Born in 1892, and inspired largely by the sculptures of Umberto Boccioni, Fortunato Depero became quickly infused with the Futurist Movement of the early 20th Century. An extremely talented and multifaceted artist, with works spanning the realms of painting, sculpture, collage, illustration, set and costume design, typography and advertisement, Depero and other Futurists became mouthpieces for the various changes brought about by new technological and political revolutions of Italy and subsequently the rest of Europe, that defined its character preceding World War I.


After releasing Depero-Dinamo Azari in 1927, a book known for being bound with industrial bolts, his talent for graphic design and advertisement during the mechanical revolution of art, culture and consciousness was clear. Depero moved to New York in 1928, becoming the first – and only – Italian Futurist to move to the United States. While in the United States he would design front covers for publications such as Vogue, Vanity Fair and The New Yorker, as well as designing one of his most iconic campaigns for Italian liqueur producer, Campari.







In today's connected, fluid yet seemingly fragmented and paradoxical cultural climate, where the negative impact of industry, advertising and capitalist systems are fulfilling their more destructive agendas, it isn't often that we hear the praises of industrialisation's consciousness raising effects upon the human psyche. In a convoluted way, however, this is what the Futurists’ thought.

Although they later became affiliated with the fascism of Mussolini, the Futurists’ love of disruption and progress paved the way for an extension of the human mind into new technological domains. Their conception of this idea, however, was not to stop at any cost, which led the movement to construct what some called “a church of speed and violence.” The later stage of Futurism embraced fascism as a kind of inevitability, pushing aside the idea of morality, arguing that innovation must never, for any reason, be hindered.
In a technologic age of introspection, where the very nature of the space between things is being brought to question, does this mechanistic metaphor of history begin to sound familiar?
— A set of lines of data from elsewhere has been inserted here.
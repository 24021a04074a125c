//! Configuration system for the Taskdeck client.
//!
//! Supports layered configuration with the following priority (highest first):
//! 1. CLI arguments
//! 2. Environment variables (via clap `env` attribute)
//! 3. TOML config file (`~/.config/taskdeck/config.toml`)
//! 4. Compiled defaults
//!
//! Missing config file is not an error (defaults are used). An explicit
//! `--config` path that doesn't exist is an error.

use std::path::PathBuf;
use std::time::Duration;

use crate::sync::{Filter, SelectionParseError, SortKey, ViewSelection};
use crate::worker::DEFAULT_COMMAND_CAPACITY;

/// Errors that can occur when loading configuration.
#[derive(Debug, thiserror::Error)]
pub enum ConfigError {
    /// Failed to read the configuration file.
    #[error("failed to read config file {path}: {source}")]
    ReadFile {
        /// Path that was attempted.
        path: PathBuf,
        /// Underlying I/O error.
        source: std::io::Error,
    },

    /// Failed to parse the TOML configuration.
    #[error("failed to parse config file: {0}")]
    ParseToml(#[from] toml::de::Error),

    /// A value parsed but is not one the client understands.
    #[error("invalid configuration value: {0}")]
    InvalidValue(#[from] SelectionParseError),
}

// ---------------------------------------------------------------------------
// TOML file structs (all fields Option for partial overrides)
// ---------------------------------------------------------------------------

/// Top-level TOML config file structure.
#[derive(Debug, Default, serde::Deserialize)]
#[serde(default)]
struct ConfigFile {
    api: ApiFileConfig,
    ui: UiFileConfig,
}

/// `[api]` section of the config file.
#[derive(Debug, Default, serde::Deserialize)]
#[serde(default)]
struct ApiFileConfig {
    base_url: Option<String>,
    request_timeout_secs: Option<u64>,
}

/// `[ui]` section of the config file.
#[derive(Debug, Default, serde::Deserialize)]
#[serde(default)]
struct UiFileConfig {
    poll_timeout_ms: Option<u64>,
    default_filter: Option<String>,
    default_sort: Option<String>,
    channel_capacity: Option<usize>,
    timestamp_format: Option<String>,
}

// ---------------------------------------------------------------------------
// Resolved configuration (concrete types, all fields populated)
// ---------------------------------------------------------------------------

/// Fully resolved client configuration.
#[derive(Debug, Clone)]
pub struct ClientConfig {
    // -- API --
    /// Base URL of the task store (scheme, host, port, optional path prefix).
    pub api_url: String,
    /// Upper bound for a single task store request.
    pub request_timeout: Duration,
    /// Use the in-memory demo store instead of the network.
    pub offline: bool,

    // -- UI --
    /// Poll timeout for the TUI event loop.
    pub poll_timeout: Duration,
    /// Filter and sort key in effect at startup.
    pub selection: ViewSelection,
    /// Capacity of the TUI → worker command channel.
    pub channel_capacity: usize,
    /// Format of the "last updated" time in the status bar (chrono).
    pub timestamp_format: String,
}

impl Default for ClientConfig {
    fn default() -> Self {
        Self {
            api_url: "http://localhost:5000".to_string(),
            request_timeout: Duration::from_secs(10),
            offline: false,
            poll_timeout: Duration::from_millis(50),
            selection: ViewSelection::default(),
            channel_capacity: DEFAULT_COMMAND_CAPACITY,
            timestamp_format: "%H:%M:%S".to_string(),
        }
    }
}

impl ClientConfig {
    /// Load configuration by merging CLI args, env vars, and a TOML file.
    ///
    /// CLI args and env vars are parsed via `clap`. If `--config` is given
    /// and the file does not exist, returns an error. If no `--config` is
    /// given, the default path (`~/.config/taskdeck/config.toml`) is tried
    /// and silently ignored if missing.
    ///
    /// # Errors
    ///
    /// Returns [`ConfigError`] if the explicit config file cannot be read
    /// or parsed, or if a filter/sort name is not recognized.
    pub fn load(cli: &CliArgs) -> Result<Self, ConfigError> {
        let file = load_config_file(cli.config.as_deref())?;
        Self::resolve(cli, &file)
    }

    /// Configuration to run with when [`load`](Self::load) fails.
    ///
    /// Starts from the defaults but keeps the CLI flags that decide where
    /// tasks come from, so `--offline` never silently goes online.
    #[must_use]
    pub fn fallback(cli: &CliArgs) -> Self {
        let defaults = Self::default();
        Self {
            api_url: cli.api_url.clone().unwrap_or(defaults.api_url),
            offline: cli.offline,
            timestamp_format: cli
                .timestamp_format
                .clone()
                .unwrap_or(defaults.timestamp_format),
            ..Self::default()
        }
    }

    /// Resolve a `ClientConfig` from CLI args and a parsed config file.
    ///
    /// Priority: CLI > file > default. This is separated from `load()` to
    /// enable unit testing without CLI parsing.
    fn resolve(cli: &CliArgs, file: &ConfigFile) -> Result<Self, ConfigError> {
        let defaults = Self::default();

        let filter = match cli.filter.as_deref().or(file.ui.default_filter.as_deref()) {
            Some(name) => name.parse::<Filter>()?,
            None => defaults.selection.filter,
        };
        let sort_key = match cli.sort.as_deref().or(file.ui.default_sort.as_deref()) {
            Some(name) => name.parse::<SortKey>()?,
            None => defaults.selection.sort_key,
        };

        Ok(Self {
            api_url: cli
                .api_url
                .clone()
                .or_else(|| file.api.base_url.clone())
                .unwrap_or(defaults.api_url),
            request_timeout: file
                .api
                .request_timeout_secs
                .map_or(defaults.request_timeout, Duration::from_secs),
            offline: cli.offline,
            poll_timeout: file
                .ui
                .poll_timeout_ms
                .map_or(defaults.poll_timeout, Duration::from_millis),
            selection: ViewSelection::new(filter, sort_key),
            channel_capacity: file
                .ui
                .channel_capacity
                .unwrap_or(defaults.channel_capacity),
            timestamp_format: cli
                .timestamp_format
                .clone()
                .or_else(|| file.ui.timestamp_format.clone())
                .unwrap_or(defaults.timestamp_format),
        })
    }
}

/// CLI arguments parsed by clap.
#[derive(clap::Parser, Debug, Default)]
#[command(version, about = "Terminal task manager backed by a REST task store")]
pub struct CliArgs {
    /// Base URL of the task store (e.g. `http://localhost:5000`).
    #[arg(long, env = "TASKDECK_API_URL")]
    pub api_url: Option<String>,

    /// Work against a built-in in-memory store with sample tasks.
    #[arg(long)]
    pub offline: bool,

    /// Initial filter: all, pending or completed.
    #[arg(long)]
    pub filter: Option<String>,

    /// Initial sort key: priority or status.
    #[arg(long)]
    pub sort: Option<String>,

    /// Path to config file (default: `~/.config/taskdeck/config.toml`).
    #[arg(short, long)]
    pub config: Option<PathBuf>,

    /// Timestamp display format (chrono format string).
    #[arg(long)]
    pub timestamp_format: Option<String>,

    /// Log level filter (trace, debug, info, warn, error).
    #[arg(long, default_value = "info", env = "TASKDECK_LOG")]
    pub log_level: String,

    /// Path to log file (default: `$TMPDIR/taskdeck.log`).
    #[arg(long)]
    pub log_file: Option<PathBuf>,
}

// ---------------------------------------------------------------------------
// Internal helpers
// ---------------------------------------------------------------------------

/// Load and parse a TOML config file.
///
/// If `explicit_path` is `Some`, the file must exist (error if not).
/// If `explicit_path` is `None`, the default path is tried and missing file
/// is treated as empty config.
fn load_config_file(explicit_path: Option<&std::path::Path>) -> Result<ConfigFile, ConfigError> {
    let path = if let Some(p) = explicit_path {
        let contents = std::fs::read_to_string(p).map_err(|e| ConfigError::ReadFile {
            path: p.to_path_buf(),
            source: e,
        })?;
        return Ok(toml::from_str(&contents)?);
    } else {
        let Some(config_dir) = dirs::config_dir() else {
            // No config dir available: use defaults.
            return Ok(ConfigFile::default());
        };
        config_dir.join("taskdeck").join("config.toml")
    };

    match std::fs::read_to_string(&path) {
        Ok(contents) => Ok(toml::from_str(&contents)?),
        Err(e) if e.kind() == std::io::ErrorKind::NotFound => Ok(ConfigFile::default()),
        Err(e) => Err(ConfigError::ReadFile { path, source: e }),
    }
}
“The Futurists‘ world was characterised by a new movement of mechanical domination over nature, on both psychological and sub-atomic levels.”




Provoked by the technological advances brought about by inventions such as the aeroplane and motorcar, and subsequent rise of the man-machine integrated Metropolis, the Futurists‘ world was characterised by a new movement of mechanical domination over nature, on both psychological and sub-atomic levels, where this new mechanical metaphor of nature had built itself directly into the atom.
"The period before 1914 saw a spectacular advance of capitalism, which was developing the productive forces at a dizzying pace. Europe and the USA were industrialising rapidly at the expense of agriculture, the proletariat at the expense of peasantry. Old ideas were crumbling. In the field of science the basis was being laid for a twin revolution, connected with relativity theory and quantum mechanics. The human mind was gradually penetrating beyond the world of appearance and discovering a deeper reality in the sub-atomic world, where the laws of the ordinary world of sense perception did not apply. The sensation existed that this was a new age, an age of progress in which the machine was king." - (Woods).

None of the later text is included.